**TASK BRIEF:** Transcribe, without alteration, the line that includes "pub fn rotation(&self)" and each line after it until the records end, omitting all that precede it.

**Records from a dataset:**
----

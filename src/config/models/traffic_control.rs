//! Traffic control configuration
//!
//! Everything the [`TrafficController`](crate::core::traffic_control::TrafficController)
//! consults at decision time lives in [`TrafficControlConfig`]. The controller holds the
//! whole section as one immutable snapshot, so a reload is a single atomic swap.

use super::*;
use serde::{Deserialize, Serialize};
use std::collections::HashMap;
use std::path::PathBuf;
use std::time::Duration;

/// Token bucket policy for one scope or endpoint group
#[derive(Debug, Clone, Copy, PartialEq, Serialize, Deserialize)]
pub struct BucketPolicy {
    /// Maximum number of tokens the bucket holds
    pub capacity: u32,
    /// Tokens added back per second
    pub refill_per_sec: f64,
}

impl BucketPolicy {
    /// Create a new bucket policy
    pub fn new(capacity: u32, refill_per_sec: f64) -> Self {
        Self {
            capacity,
            refill_per_sec,
        }
    }

    /// Sustained rate expressed per minute
    pub fn per_minute(&self) -> f64 {
        self.refill_per_sec * 60.0
    }
}

fn default_outbound_policy() -> BucketPolicy {
    BucketPolicy::new(default_outbound_capacity(), default_outbound_refill())
}

fn default_inbound_policy() -> BucketPolicy {
    BucketPolicy::new(default_inbound_capacity(), default_inbound_refill())
}

/// Outbound (provider-facing) limits
#[derive(Debug, Clone, Serialize, Deserialize)]
pub struct OutboundLimits {
    /// Policy for scopes without an explicit entry
    #[serde(default = "default_outbound_policy")]
    pub default: BucketPolicy,
    /// Per-scope overrides, keyed by `provider:verb` or `provider:*`
    #[serde(default)]
    pub scopes: HashMap<String, BucketPolicy>,
}

impl Default for OutboundLimits {
    fn default() -> Self {
        Self {
            default: default_outbound_policy(),
            scopes: HashMap::new(),
        }
    }
}

impl OutboundLimits {
    /// Resolve the policy for a scope: exact match, then `provider:*`, then the default
    pub fn policy_for(&self, scope: &str) -> BucketPolicy {
        if let Some(policy) = self.scopes.get(scope) {
            return *policy;
        }
        if let Some((provider, _)) = scope.split_once(':') {
            let wildcard = format!("{}:*", provider);
            if let Some(policy) = self.scopes.get(&wildcard) {
                return *policy;
            }
        }
        self.default
    }
}

/// Maps a path prefix to an endpoint group
#[derive(Debug, Clone, PartialEq, Eq, Serialize, Deserialize)]
pub struct RouteGroup {
    /// Path prefix, matched against the request path
    pub prefix: String,
    /// Endpoint group name
    pub group: String,
}

/// Inbound (UI-facing) limits
#[derive(Debug, Clone, Serialize, Deserialize)]
pub struct InboundLimits {
    /// Policy for groups without an explicit entry
    #[serde(default = "default_inbound_policy")]
    pub default: BucketPolicy,
    /// Per-group overrides
    #[serde(default)]
    pub groups: HashMap<String, BucketPolicy>,
    /// Path prefix to endpoint group mapping
    #[serde(default)]
    pub routes: Vec<RouteGroup>,
    /// Paths that are never throttled
    #[serde(default = "default_exempt_prefixes")]
    pub exempt_prefixes: Vec<String>,
}

impl Default for InboundLimits {
    fn default() -> Self {
        Self {
            default: default_inbound_policy(),
            groups: HashMap::new(),
            routes: Vec::new(),
            exempt_prefixes: default_exempt_prefixes(),
        }
    }
}

/// Group used when no route prefix matches
pub const DEFAULT_ENDPOINT_GROUP: &str = "default";

impl InboundLimits {
    /// Policy for an endpoint group
    pub fn policy_for(&self, group: &str) -> BucketPolicy {
        self.groups.get(group).copied().unwrap_or(self.default)
    }

    /// Resolve the endpoint group for a request path (longest matching prefix wins)
    pub fn group_for_path(&self, path: &str) -> &str {
        self.routes
            .iter()
            .filter(|route| path.starts_with(route.prefix.as_str()))
            .max_by_key(|route| route.prefix.len())
            .map(|route| route.group.as_str())
            .unwrap_or(DEFAULT_ENDPOINT_GROUP)
    }

    /// Whether a path bypasses inbound throttling
    pub fn is_exempt(&self, path: &str) -> bool {
        self.exempt_prefixes
            .iter()
            .any(|prefix| path.starts_with(prefix.as_str()))
    }
}

/// Circuit breaker configuration
#[derive(Debug, Clone, Serialize, Deserialize)]
pub struct CircuitBreakerConfig {
    /// Consecutive failures that open the circuit
    #[serde(default = "default_failure_threshold")]
    pub failure_threshold: u32,
    /// Initial cooldown before a probe is admitted (seconds)
    #[serde(default = "default_cooldown_secs")]
    pub cooldown_secs: u64,
    /// Upper bound for the doubled cooldown (seconds)
    #[serde(default = "default_max_cooldown_secs")]
    pub max_cooldown_secs: u64,
}

impl Default for CircuitBreakerConfig {
    fn default() -> Self {
        Self {
            failure_threshold: default_failure_threshold(),
            cooldown_secs: default_cooldown_secs(),
            max_cooldown_secs: default_max_cooldown_secs(),
        }
    }
}

impl CircuitBreakerConfig {
    /// Base cooldown
    pub fn cooldown(&self) -> Duration {
        Duration::from_secs(self.cooldown_secs)
    }

    /// Cooldown ceiling
    pub fn max_cooldown(&self) -> Duration {
        Duration::from_secs(self.max_cooldown_secs)
    }
}

/// Retry configuration for outbound calls
#[derive(Debug, Clone, Serialize, Deserialize)]
pub struct RetryConfig {
    /// Maximum number of attempts, including the first one
    #[serde(default = "default_max_attempts")]
    pub max_attempts: u32,
    /// Delay before the first retry (milliseconds)
    #[serde(default = "default_base_delay_ms")]
    pub base_delay_ms: u64,
    /// Upper bound on any single delay (milliseconds)
    #[serde(default = "default_max_delay_ms")]
    pub max_delay_ms: u64,
    /// Random jitter added on top of the delay, as a fraction of it
    #[serde(default = "default_jitter_fraction")]
    pub jitter_fraction: f64,
}

impl Default for RetryConfig {
    fn default() -> Self {
        Self {
            max_attempts: default_max_attempts(),
            base_delay_ms: default_base_delay_ms(),
            max_delay_ms: default_max_delay_ms(),
            jitter_fraction: default_jitter_fraction(),
        }
    }
}

/// Global anti-loop guard configuration
#[derive(Debug, Clone, Serialize, Deserialize)]
pub struct AntiLoopConfig {
    /// Outbound requests allowed per window before degraded mode
    #[serde(default = "default_hard_cap")]
    pub hard_cap: u64,
    /// Window length (seconds)
    #[serde(default = "default_window_secs")]
    pub window_secs: u64,
    /// How long degraded mode lasts (seconds)
    #[serde(default = "default_degraded_cooldown_secs")]
    pub degraded_cooldown_secs: u64,
    /// Requests non-critical scopes may still make during one degraded period
    #[serde(default = "default_degraded_allowance")]
    pub degraded_allowance: u64,
    /// Scopes that are always admitted by the guard (`provider:verb` or `provider:*`)
    #[serde(default)]
    pub critical_scopes: Vec<String>,
}

impl Default for AntiLoopConfig {
    fn default() -> Self {
        Self {
            hard_cap: default_hard_cap(),
            window_secs: default_window_secs(),
            degraded_cooldown_secs: default_degraded_cooldown_secs(),
            degraded_allowance: default_degraded_allowance(),
            critical_scopes: Vec::new(),
        }
    }
}

impl AntiLoopConfig {
    /// Window length
    pub fn window(&self) -> Duration {
        Duration::from_secs(self.window_secs)
    }

    /// Degraded mode duration
    pub fn degraded_cooldown(&self) -> Duration {
        Duration::from_secs(self.degraded_cooldown_secs)
    }

    /// Whether a scope is exempt from degraded-mode throttling
    pub fn is_critical(&self, scope: &str) -> bool {
        self.critical_scopes.iter().any(|critical| {
            match critical.strip_suffix(":*") {
                Some(provider) => scope
                    .split_once(':')
                    .is_some_and(|(scope_provider, _)| scope_provider == provider),
                None => critical == scope,
            }
        })
    }
}

/// Decision log configuration
///
/// Disabled unless explicitly switched on, since decision events carry request metadata.
#[derive(Debug, Clone, Serialize, Deserialize)]
pub struct DecisionLogConfig {
    /// Write decision events to disk
    #[serde(default)]
    pub enabled: bool,
    /// Directory for the rotated log files
    #[serde(default)]
    pub log_dir: Option<PathBuf>,
    /// Start a new file after this many hours
    #[serde(default = "default_rotation_hours")]
    pub rotation_hours: u64,
    /// Delete files older than this many days
    #[serde(default = "default_retention_days")]
    pub retention_days: u64,
    /// Stop writing once the directory exceeds this many bytes
    #[serde(default = "default_max_total_bytes")]
    pub max_total_bytes: u64,
    /// Events buffered between the hot path and the writer thread
    #[serde(default = "default_channel_capacity")]
    pub channel_capacity: usize,
}

impl Default for DecisionLogConfig {
    fn default() -> Self {
        Self {
            enabled: false,
            log_dir: None,
            rotation_hours: default_rotation_hours(),
            retention_days: default_retention_days(),
            max_total_bytes: default_max_total_bytes(),
            channel_capacity: default_channel_capacity(),
        }
    }
}

impl DecisionLogConfig {
    /// Rotation period
    pub fn rotation(&self) -> Duration {
        Duration::from_secs(self.rotation_hours * 3600)
    }

    /// Retention period
    pub fn retention(&self) -> Duration {
        Duration::from_secs(self.retention_days * 24 * 3600)
    }
}

/// Traffic control configuration
#[derive(Debug, Clone, Default, Serialize, Deserialize)]
pub struct TrafficControlConfig {
    /// Outbound limits
    #[serde(default)]
    pub outbound: OutboundLimits,
    /// Inbound limits
    #[serde(default)]
    pub inbound: InboundLimits,
    /// Circuit breaker settings
    #[serde(default)]
    pub circuit_breaker: CircuitBreakerConfig,
    /// Retry settings
    #[serde(default)]
    pub retry: RetryConfig,
    /// Anti-loop guard settings
    #[serde(default)]
    pub anti_loop: AntiLoopConfig,
    /// Decision log settings
    #[serde(default)]
    pub logging: DecisionLogConfig,
}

----

**WRITTEN RESPONSE:**
    pub fn rotation(&self) -> Duration {
        Duration::from_secs(self.rotation_hours * 3600)
    }

    /// Retention period
    pub fn retention(&self) -> Duration {
        Duration::from_secs(self.retention_days * 24 * 3600)
    }
}

/// Traffic control configuration
#[derive(Debug, Clone, Default, Serialize, Deserialize)]
pub struct TrafficControlConfig {
    /// Outbound limits
    #[serde(default)]
    pub outbound: OutboundLimits,
    /// Inbound limits
    #[serde(default)]
    pub inbound: InboundLimits,
    /// Circuit breaker settings
    #[serde(default)]
    pub circuit_breaker: CircuitBreakerConfig,
    /// Retry settings
    #[serde(default)]
    pub retry: RetryConfig,
    /// Anti-loop guard settings
    #[serde(default)]
    pub anti_loop: AntiLoopConfig,
    /// Decision log settings
    #[serde(default)]
    pub logging: DecisionLogConfig,
}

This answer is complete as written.